Pseudouridine synthase: Difference between revisions

Revision as of 14:14, 12 November 2018

Function

tRNA pseudouridine synthase (PUS) catalyzes the conversion of tRNA uridine to tRNA pseudouridine^[1]. Probable tRNA pseudouridine synthase (PPUS) is a similar enzyme.
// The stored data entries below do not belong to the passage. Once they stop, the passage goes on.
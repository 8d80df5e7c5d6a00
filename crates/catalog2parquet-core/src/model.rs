//! Data model shared by the job and the writer

use arrow::array::RecordBatch;
use arrow::datatypes::SchemaRef;
use std::fmt;

use crate::error::{CoreError, Result};

/// Identifies a logical dataset registered in a catalog
#[derive(Debug, Clone, PartialEq, Eq, Hash)]
pub struct CatalogReference {
    database: String,
    table: String,
}

impl CatalogReference {
    pub fn new(database: impl Into<String>, table: impl Into<String>) -> Result<Self> {
        let database = database.into();
        let table = table.into();

        if database.trim().is_empty() {
            return Err(CoreError::InvalidReference(
                "database name must not be empty".to_string(),
            ));
        }
        if table.trim().is_empty() {
            return Err(CoreError::InvalidReference(
                "table name must not be empty".to_string(),
            ));
        }

        Ok(Self { database, table })
    }

    pub fn database(&self) -> &str {
        &self.database
    }

    pub fn table(&self) -> &str {
        &self.table
    }
}

impl fmt::Display for CatalogReference {
    fn fmt(&self, f: &mut fmt::Formatter<'_>) -> fmt::Result {
        write!(f, "{}.{}", self.database, self.table)
    }
}

/// Records read from a catalog table.
///
/// Owned by whoever read it until it is handed to a sink, which consumes it.
#[derive(Debug)]
pub struct DatasetHandle {
    source: CatalogReference,
    schema: SchemaRef,
    batches: Vec<RecordBatch>,
}

impl DatasetHandle {
    pub fn new(source: CatalogReference, schema: SchemaRef, batches: Vec<RecordBatch>) -> Self {
        Self {
            source,
            schema,
            batches,
        }
    }

    pub fn source(&self) -> &CatalogReference {
        &self.source
    }

    pub fn schema(&self) -> SchemaRef {
        self.schema.clone()
    }

    pub fn batches(&self) -> &[RecordBatch] {
        &self.batches
    }

    pub fn num_rows(&self) -> usize {
        self.batches.iter().map(RecordBatch::num_rows).sum()
    }

    pub fn is_empty(&self) -> bool {
        self.num_rows() == 0
    }

    pub fn into_parts(self) -> (CatalogReference, SchemaRef, Vec<RecordBatch>) {
        (self.source, self.schema, self.batches)
    }
}

/// Encoding of files written to a sink
#[derive(Debug, Clone, Copy, PartialEq, Eq)]
pub enum SinkFormat {
    Parquet,
}

impl SinkFormat {
    pub fn extension(&self) -> &'static str {
        match self {
            SinkFormat::Parquet => "parquet",
        }
    }
}

/// Destination of exactly one dataset write
#[derive(Debug, PartialEq, Eq)]
pub struct SinkLocation {
    prefix: String,
    format: SinkFormat,
}

impl SinkLocation {
    /// Build a sink rooted at `prefix`; a trailing `/` is added when missing.
    pub fn new(prefix: impl Into<String>, format: SinkFormat) -> Self {
        let mut prefix = prefix.into();
        if !prefix.is_empty() && !prefix.ends_with('/') {
            prefix.push('/');
        }
        Self { prefix, format }
    }

    pub fn prefix(&self) -> &str {
        &self.prefix
    }

    pub fn format(&self) -> SinkFormat {
        self.format
    }
}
PUS are active in the ribosomal large subunit Ribosomal large subunit pseudouridine synthase and in the ribosomal small subunit Ribosomal small subunit pseudouridine synthase.
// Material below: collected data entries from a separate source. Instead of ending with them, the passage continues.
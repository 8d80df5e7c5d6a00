//! catalog2parquet - convert a cataloged dataset into Parquet files
//!
//! The batch job resolves its name through a [`JobContext`], reads one table
//! through a [`Catalog`](catalog2parquet_core::Catalog), writes it to the sink
//! as Parquet and commits the run exactly once.

pub mod cli;
pub mod context;
pub mod init;
pub mod job;

pub use cli::Cli;
pub use context::{JobContext, RunStatus, StorageJobContext};
pub use init::{init_storage, init_tracing};
pub use job::{ConversionJob, JobError, JobRun, JobSummary, OutputFile, JOB_NAME_ARG};
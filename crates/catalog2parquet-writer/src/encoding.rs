use catalog2parquet_config::{Compression as CompressionSetting, SinkConfig};
use catalog2parquet_core::CatalogReference;
use parquet::basic::{Compression, ZstdLevel};
use parquet::file::properties::{EnabledStatistics, WriterProperties};
use parquet::format::KeyValue;

/// Parquet output settings for one write
#[derive(Debug, Clone, Copy, PartialEq, Eq)]
pub struct ParquetOptions {
    pub compression: CompressionSetting,
    pub row_group_size: usize,
    /// Upper bound on rows per output file
    pub max_rows_per_file: usize,
}

impl Default for ParquetOptions {
    fn default() -> Self {
        Self::from(&SinkConfig::default())
    }
}

impl From<&SinkConfig> for ParquetOptions {
    fn from(sink: &SinkConfig) -> Self {
        Self {
            compression: sink.compression,
            row_group_size: sink.row_group_size.max(1),
            max_rows_per_file: sink.max_rows_per_file.max(1),
        }
    }
}

fn compression_setting(setting: CompressionSetting) -> Compression {
    match setting {
        CompressionSetting::Snappy => Compression::SNAPPY,
        CompressionSetting::Zstd => Compression::ZSTD(ZstdLevel::default()),
        CompressionSetting::None => Compression::UNCOMPRESSED,
    }
}

/// Writer properties for files produced from `source`
///
/// - Dictionary encoding enabled
/// - Page level statistics
/// - Writer version and source table embedded in file metadata
pub(crate) fn writer_properties(
    options: &ParquetOptions,
    source: &CatalogReference,
) -> WriterProperties {
    let metadata = vec![
        KeyValue {
            key: "catalog2parquet.version".to_string(),
            value: Some(env!("CARGO_PKG_VERSION").to_string()),
        },
        KeyValue {
            key: "source.database".to_string(),
            value: Some(source.database().to_string()),
        },
        KeyValue {
            key: "source.table".to_string(),
            value: Some(source.table().to_string()),
        },
    ];

    WriterProperties::builder()
        .set_dictionary_enabled(true)
        .set_statistics_enabled(EnabledStatistics::Page)
        .set_compression(compression_setting(options.compression))
        .set_data_page_size_limit(256 * 1024)
        .set_write_batch_size(options.row_group_size.min(32 * 1024))
        .set_max_row_group_size(options.row_group_size)
        .set_dictionary_page_size_limit(128 * 1024)
        .set_key_value_metadata(Some(metadata))
        .build()
}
Ribosomal large subunit pseudouridine synthases:

RluA is responsible for synthesis of pseudouridine from uracil in positions 746 in 23S ribosomal RNA and in the anticodon loop of tRNAPhe, tRNACys and tRNALeu^[2].
RluB is responsible for synthesis of pseudouridine from uracil in position 2605 in 23S ribosomal RNA^[3].
RluC is responsible for synthesis of pseudouridine from uracil in positions 955, 2504 and 2580 in 23S ribosomal RNA^[4].
RluD is responsible for synthesis of pseudouridine from uracil in positions 1911, 1915 and 1917 in 23S ribosomal RNA^[5].
RluE is responsible for synthesis of pseudouridine from uracil in position 2457 in 23S ribosomal RNA^[6].
RluF is responsible for synthesis of pseudouridine from uracil in position 2604 in 23S ribosomal RNA^[7].

Ribosomal small subunit pseudouridine synthaseRsuA is responsible for synthesis of pseudouridine from uracil in positions 516 in 16S ribosomal RNA^[8].

Structural highlights

The conversion of uridine to pseudouridine causes conformational change of PUS^[9]. (1ze2).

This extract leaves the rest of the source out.